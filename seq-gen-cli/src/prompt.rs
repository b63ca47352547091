use std::io::{self, BufRead, Write};

use seq_gen_core::validate::parse_length;
use seq_gen_core::{Result, SequenceRequest};

use crate::args::GenerateArgs;

/// Line-based question/answer loop over any reader and writer.
pub struct Prompter<R, W> {
    input: R,
    output: W,
}

impl<R: BufRead, W: Write> Prompter<R, W> {
    pub fn new(input: R, output: W) -> Self {
        Self { input, output }
    }

    /// Prints `question` and returns the trimmed answer.
    ///
    /// End of input reads as an empty answer.
    pub fn ask(&mut self, question: &str) -> io::Result<String> {
        write!(self.output, "{}", question)?;
        self.output.flush()?;
        let mut line = String::new();
        self.input.read_line(&mut line)?;
        Ok(line.trim().to_owned())
    }

    /// Returns `given` when present, asks otherwise.
    pub fn ask_unless(&mut self, given: Option<&str>, question: &str) -> io::Result<String> {
        match given {
            Some(value) => Ok(value.to_owned()),
            None => self.ask(question),
        }
    }
}

/// Collects the four inputs of a run, in prompt order.
///
/// The length is validated as soon as it is read, so a bad length stops
/// the run before any other question.
pub fn collect_request<R: BufRead, W: Write>(
    args: &GenerateArgs,
    prompter: &mut Prompter<R, W>,
) -> Result<SequenceRequest> {
    let length = prompter.ask_unless(args.length.as_deref(), "Enter the sequence length: ")?;
    let length = parse_length(&length)?;

    let id = prompter.ask_unless(args.id.as_deref(), "Enter the sequence ID: ")?;
    let description = prompter.ask_unless(
        args.description.as_deref(),
        "Provide a description of the sequence: ",
    )?;
    let token = prompter.ask_unless(args.token.as_deref(), "Enter your name: ")?;

    SequenceRequest::with_length(length, &id, &description, &token)
}

#[cfg(test)]
mod tests {
    use super::*;
    use seq_gen_core::{Error, InputError};
    use std::io::Cursor;

    fn run(input: &str, args: &GenerateArgs) -> (Result<SequenceRequest>, String) {
        let mut output = Vec::new();
        let result = {
            let mut prompter = Prompter::new(Cursor::new(input.as_bytes()), &mut output);
            collect_request(args, &mut prompter)
        };
        (result, String::from_utf8(output).unwrap())
    }

    #[test]
    fn test_prompts_in_order() {
        let (request, output) = run("25\nseq1\na test\nAda\n", &GenerateArgs::default());
        let request = request.unwrap();
        assert_eq!(request.length, 25);
        assert_eq!(request.id, "seq1");
        assert_eq!(request.description, "a test");
        assert_eq!(request.token, "Ada");
        assert_eq!(
            output,
            "Enter the sequence length: Enter the sequence ID: \
             Provide a description of the sequence: Enter your name: "
        );
    }

    #[test]
    fn test_bad_length_stops_early() {
        let (request, output) = run("ten\nseq1\n\nAda\n", &GenerateArgs::default());
        assert!(matches!(request, Err(Error::Input(InputError::InvalidLength(_)))));
        assert_eq!(output, "Enter the sequence length: ");
    }

    #[test]
    fn test_empty_description_allowed() {
        let (request, _) = run("5\nseq1\n\nAda\n", &GenerateArgs::default());
        assert_eq!(request.unwrap().description, "");
    }

    #[test]
    fn test_empty_name_rejected() {
        let (request, _) = run("5\nseq1\n\n\n", &GenerateArgs::default());
        assert!(matches!(request, Err(Error::Input(InputError::EmptyField("name")))));
    }

    #[test]
    fn test_end_of_input_is_empty_answer() {
        let (request, _) = run("5\n", &GenerateArgs::default());
        assert!(matches!(request, Err(Error::Input(InputError::EmptyField("sequence ID")))));
    }

    #[test]
    fn test_given_values_are_not_prompted() {
        let args = GenerateArgs {
            length: Some("12".to_owned()),
            id: Some("seq9".to_owned()),
            token: Some("Grace".to_owned()),
            ..GenerateArgs::default()
        };
        let (request, output) = run("from stdin\n", &args);
        let request = request.unwrap();
        assert_eq!(request.length, 12);
        assert_eq!(request.description, "from stdin");
        assert_eq!(output, "Provide a description of the sequence: ");
    }
}
//! Error types for sequence generation, statistics and FASTA I/O.
//!
//! Every fallible operation of the crate returns [`Error`]. Front-ends map
//! it to a single `Error: {message}` line and a process exit status.

use thiserror::Error;

/// Top-level error type.
#[derive(Debug, Error)]
pub enum Error {
	/// User-supplied input was rejected by the validator
	#[error("{0}")]
	Input(#[from] InputError),

	/// No A, C, G or T left after filtering
	#[error("no valid DNA nucleotides in sequence")]
	EmptyComposition,

	/// Base weights cannot form a distribution (negative, NaN, all zero)
	#[error("invalid base weights: {0}")]
	Weights(#[from] rand::distr::weighted::Error),

	/// A FASTA file could not be parsed back
	#[error("malformed FASTA: {0}")]
	Format(String),

	/// File I/O error
	#[error("I/O error: {0}")]
	Io(#[from] std::io::Error),
}

/// Input validation errors.
#[derive(Debug, Error, PartialEq, Eq)]
pub enum InputError {
	/// Length is not an integer at all
	#[error("please enter a valid positive integer for sequence length, got '{0}'")]
	InvalidLength(String),

	/// Length parsed but is zero or negative
	#[error("length must be positive, got {0}")]
	NonPositiveLength(i64),

	/// Length above the in-memory generation limit
	#[error("length must be at most {max}")]
	LengthTooLarge { max: usize },

	/// A required field was empty after trimming
	#[error("{0} cannot be empty")]
	EmptyField(&'static str),

	/// Base weights string is not four comma-separated numbers
	#[error("weights must be four comma-separated numbers (A,C,G,T), got '{0}'")]
	InvalidWeights(String),
}

impl Error {
	/// Returns true for errors caused by user input.
	pub fn is_input(&self) -> bool {
		matches!(self, Error::Input(_))
	}

	/// Process exit status for this error.
	///
	/// Input errors get a distinguished status so scripts can tell a bad
	/// invocation from a failed run.
	pub fn exit_code(&self) -> i32 {
		if self.is_input() { 2 } else { 1 }
	}
}

/// Crate-wide result alias.
pub type Result<T> = std::result::Result<T, Error>;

### Work instructions
The data above is to be returned exactly, with nothing altered.

### Response below
filename seq-gen-cli/src/prompt.rs
repository b63ca47352547091
use std::io::{self, BufRead, Write};

use seq_gen_core::validate::parse_length;
use seq_gen_core::{Result, SequenceRequest};

use crate::args::GenerateArgs;

/// Line-based question/answer loop over any reader and writer.
pub struct Prompter<R, W> {
    input: R,
    output: W,
}

impl<R: BufRead, W: Write> Prompter<R, W> {
    pub fn new(input: R, output: W) -> Self {
        Self { input, output }
    }

    /// Prints `question` and returns the trimmed answer.
    ///
    /// End of input reads as an empty answer.
    pub fn ask(&mut self, question: &str) -> io::Result<String> {
        write!(self.output, "{}", question)?;
        self.output.flush()?;
        let mut line = String::new();
        self.input.read_line(&mut line)?;
        Ok(line.trim().to_owned())
    }

    /// Returns `given` when present, asks otherwise.
    pub fn ask_unless(&mut self, given: Option<&str>, question: &str) -> io::Result<String> {
        match given {
            Some(value) => Ok(value.to_owned()),
            None => self.ask(question),
        }
    }
}

/// Collects the four inputs of a run, in prompt order.
///
/// The length is validated as soon as it is read, so a bad length stops
/// the run before any other question.
pub fn collect_request<R: BufRead, W: Write>(
    args: &GenerateArgs,
    prompter: &mut Prompter<R, W>,
) -> Result<SequenceRequest> {
    let length = prompter.ask_unless(args.length.as_deref(), "Enter the sequence length: ")?;
    let length = parse_length(&length)?;

    let id = prompter.ask_unless(args.id.as_deref(), "Enter the sequence ID: ")?;
    let description = prompter.ask_unless(
        args.description.as_deref(),
        "Provide a description of the sequence: ",
    )?;
    let token = prompter.ask_unless(args.token.as_deref(), "Enter your name: ")?;

    SequenceRequest::with_length(length, &id, &description, &token)
}

#[cfg(test)]
mod tests {
    use super::*;
    use seq_gen_core::{Error, InputError};
    use std::io::Cursor;

    fn run(input: &str, args: &GenerateArgs) -> (Result<SequenceRequest>, String) {
        let mut output = Vec::new();
        let result = {
            let mut prompter = Prompter::new(Cursor::new(input.as_bytes()), &mut output);
            collect_request(args, &mut prompter)
        };
        (result, String::from_utf8(output).unwrap())
    }

    #[test]
    fn test_prompts_in_order() {
        let (request, output) = run("25\nseq1\na test\nAda\n", &GenerateArgs::default());
        let request = request.unwrap();
        assert_eq!(request.length, 25);
        assert_eq!(request.id, "seq1");
        assert_eq!(request.description, "a test");
        assert_eq!(request.token, "Ada");
        assert_eq!(
            output,
            "Enter the sequence length: Enter the sequence ID: \
             Provide a description of the sequence: Enter your name: "
        );
    }

    #[test]
    fn test_bad_length_stops_early() {
        let (request, output) = run("ten\nseq1\n\nAda\n", &GenerateArgs::default());
        assert!(matches!(request, Err(Error::Input(InputError::InvalidLength(_)))));
        assert_eq!(output, "Enter the sequence length: ");
    }

    #[test]
    fn test_empty_description_allowed() {
        let (request, _) = run("5\nseq1\n\nAda\n", &GenerateArgs::default());
        assert_eq!(request.unwrap().description, "");
    }

    #[test]
    fn test_empty_name_rejected() {
        let (request, _) = run("5\nseq1\n\n\n", &GenerateArgs::default());
        assert!(matches!(request, Err(Error::Input(InputError::EmptyField("name")))));
    }

    #[test]
    fn test_end_of_input_is_empty_answer() {
        let (request, _) = run("5\n", &GenerateArgs::default());
        assert!(matches!(request, Err(Error::Input(InputError::EmptyField("sequence ID")))));
    }

    #[test]
    fn test_given_values_are_not_prompted() {
        let args = GenerateArgs {
            length: Some("12".to_owned()),
            id: Some("seq9".to_owned()),
            token: Some("Grace".to_owned()),
            ..GenerateArgs::default()
        };
        let (request, output) = run("from stdin\n", &args);
        let request = request.unwrap();
        assert_eq!(request.length, 12);
        assert_eq!(request.description, "from stdin");
        assert_eq!(output, "Provide a description of the sequence: ");
    }
}
//! Error types for sequence generation, statistics and FASTA I/O.
//!
//! Every fallible operation of the crate returns [`Error`]. Front-ends map
//! it to a single `Error: {message}` line and a process exit status.

use thiserror::Error;

/// Top-level error type.
#[derive(Debug, Error)]
pub enum Error {
	/// User-supplied input was rejected by the validator
	#[error("{0}")]
	Input(#[from] InputError),

	/// No A, C, G or T left after filtering
	#[error("no valid DNA nucleotides in sequence")]
	EmptyComposition,

	/// Base weights cannot form a distribution (negative, NaN, all zero)
	#[error("invalid base weights: {0}")]
	Weights(#[from] rand::distr::weighted::Error),

	/// A FASTA file could not be parsed back
	#[error("malformed FASTA: {0}")]
	Format(String),

	/// File I/O error
	#[error("I/O error: {0}")]
	Io(#[from] std::io::Error),
}

/// Input validation errors.
#[derive(Debug, Error, PartialEq, Eq)]
pub enum InputError {
	/// Length is not an integer at all
	#[error("please enter a valid positive integer for sequence length, got '{0}'")]
	InvalidLength(String),

	/// Length parsed but is zero or negative
	#[error("length must be positive, got {0}")]
	NonPositiveLength(i64),

	/// Length above the in-memory generation limit
	#[error("length must be at most {max}")]
	LengthTooLarge { max: usize },

	/// A required field was empty after trimming
	#[error("{0} cannot be empty")]
	EmptyField(&'static str),

	/// Base weights string is not four comma-separated numbers
	#[error("weights must be four comma-separated numbers (A,C,G,T), got '{0}'")]
	InvalidWeights(String),
}

impl Error {
	/// Returns true for errors caused by user input.
	pub fn is_input(&self) -> bool {
		matches!(self, Error::Input(_))
	}

	/// Process exit status for this error.
	///
	/// Input errors get a distinguished status so scripts can tell a bad
	/// invocation from a failed run.
	pub fn exit_code(&self) -> i32 {
		if self.is_input() { 2 } else { 1 }
	}
}

/// Crate-wide result alias.
pub type Result<T> = std::result::Result<T, Error>;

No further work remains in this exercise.